Esto conseguido, podremos ver, tal vez en día no muy lejano, a la sociedad coronando su obra con la declaración de los derechos políticos de la mujer.
En cuanto a la idea de la pluralidad de votos, emitida por Stuart Mill, creo que hay razones atendibles para negar su admisión. El mayor derecho electoral dependería por este sistema, o de la riqueza o de la inteligencia del ciudadano. Fundado sobre la primera cualidad, tiene algo de arbitrario, algo contrario al principio democrático, pues sanciona o legitima la aristocracia del dinero, que es la más chocante en principio, la más altanera en el hecho. El mismo Stuart Mill la rechaza, al decir que la democracia no tiene por el momento celos de la superioridad personal; pero que es natural y justamente celosa de la que está fundada sobre la riqueza.
En cuanto a la idea de tomar la inteligencia del individuo como medida de su capacidad electoral, se ofrece una dificultad que toca casi en lo imposible. ¿Cómo se fijan los diversos grados de inteligencia para poder graduar esa capacidad?
Una fijación arbitraria o aproximativa no llenaría el objeto propuesto, y sería un ataque al principio de igualdad democrática.

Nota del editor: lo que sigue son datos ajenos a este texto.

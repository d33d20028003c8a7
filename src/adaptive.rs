use core::fmt;
use core::mem;
use core::ops::{Index, IndexMut};

use tracing::{debug, warn};

use crate::control::CapacityControl;
use crate::cursor::{Cursor, CursorTarget};
use crate::error::CircularBufferError;
use crate::iter::{Iter, IterMut};
use crate::ring::CircularBuffer;

/// A ring buffer that only allocates the storage it currently needs.
///
/// The buffer behaves like a `CircularBuffer` of `capacity()` elements, but
/// its storage block floats between `min_capacity()` and `capacity()`. It is
/// doubled when an insertion does not fit and halved once at most a third of
/// it is in use. The gap between the grow and shrink thresholds keeps a
/// buffer that alternates pushes and pops from reallocating on every call.
///
/// Any reallocation invalidates the cursors of the buffer except `end()`;
/// cursors returned by mutators are always fresh.
///
/// ```
/// # use cyclic_buffer::{AdaptiveCircularBuffer, CapacityControl};
/// let mut buffer = AdaptiveCircularBuffer::new(CapacityControl::from(1000)).unwrap();
/// assert_eq!(buffer.internal_capacity(), 0);
///
/// for i in 0..10 {
///     buffer.push_back(i).unwrap();
/// }
/// assert_eq!(buffer.capacity(), 1000);
/// assert!(buffer.internal_capacity() < 1000);
/// ```
#[derive(Clone)]
pub struct AdaptiveCircularBuffer<T> {
    ring: CircularBuffer<T>,
    control: CapacityControl,
}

Por otra parte, bastante poderosa es la influencia indirecta que ejercen la riqueza y la inteligencia en la decisión de las cuestiones políticas, para que haya mayor necesidad de concederla directa, máxime cuando ésta ofrecería el peligro de los gobiernos de clase, que tanto teme el mismo iniciador de la idea, Stuart Mill.
Hemos terminado. Muchos males aquejan nuestra organización política, y muchas tentativas, casi siempre frustradas, se han hecho para remediarlos. Creemos que la razón de esto es no haber atacado el mal en su origen. El sentido común indica que es necesario empezar siempre por el principio.
El árbol cuya raíz está dañada, sólo puede ofrecer frutos raquíticos. La urna electoral es el germen y la raíz de los poderes públicos en las democracias, y ésta sólo subsiste a condición de que sean legítimos los poderes que la gobiernan.
Es un deber de todo el que ama las instituciones que felizmente nos rigen, el velar por la verdad del sufragio popular, depurando esa fuente santa de todas las impurezas que pudieran corromperla.
Al cumplir el último deber que como estudiante me impone el reglamento universitario, he querido también cumplir el primero como ciudadano de una República; este pequeño trabajo no tiene, pues, más pretensiones que servir al cumplimiento de este doble deber.
CARLOS PELLEGRINI

Proposiciones Accesorias
1° La pena debe ser prescriptible.
2° La protección del Gobierno es necesaria para el desarrollo de la industria en la República Argentina.
3° El renovamiento de una letra importa novación de deuda.

Fuente: www.fundacionpellegrini.org.ar
[1] Trabajo presentado por Pellegrini, en 1869 -tenía 22 años de edad- a la Facultad de Derecho de Buenos Aires, para optar al título de doctor en leyes.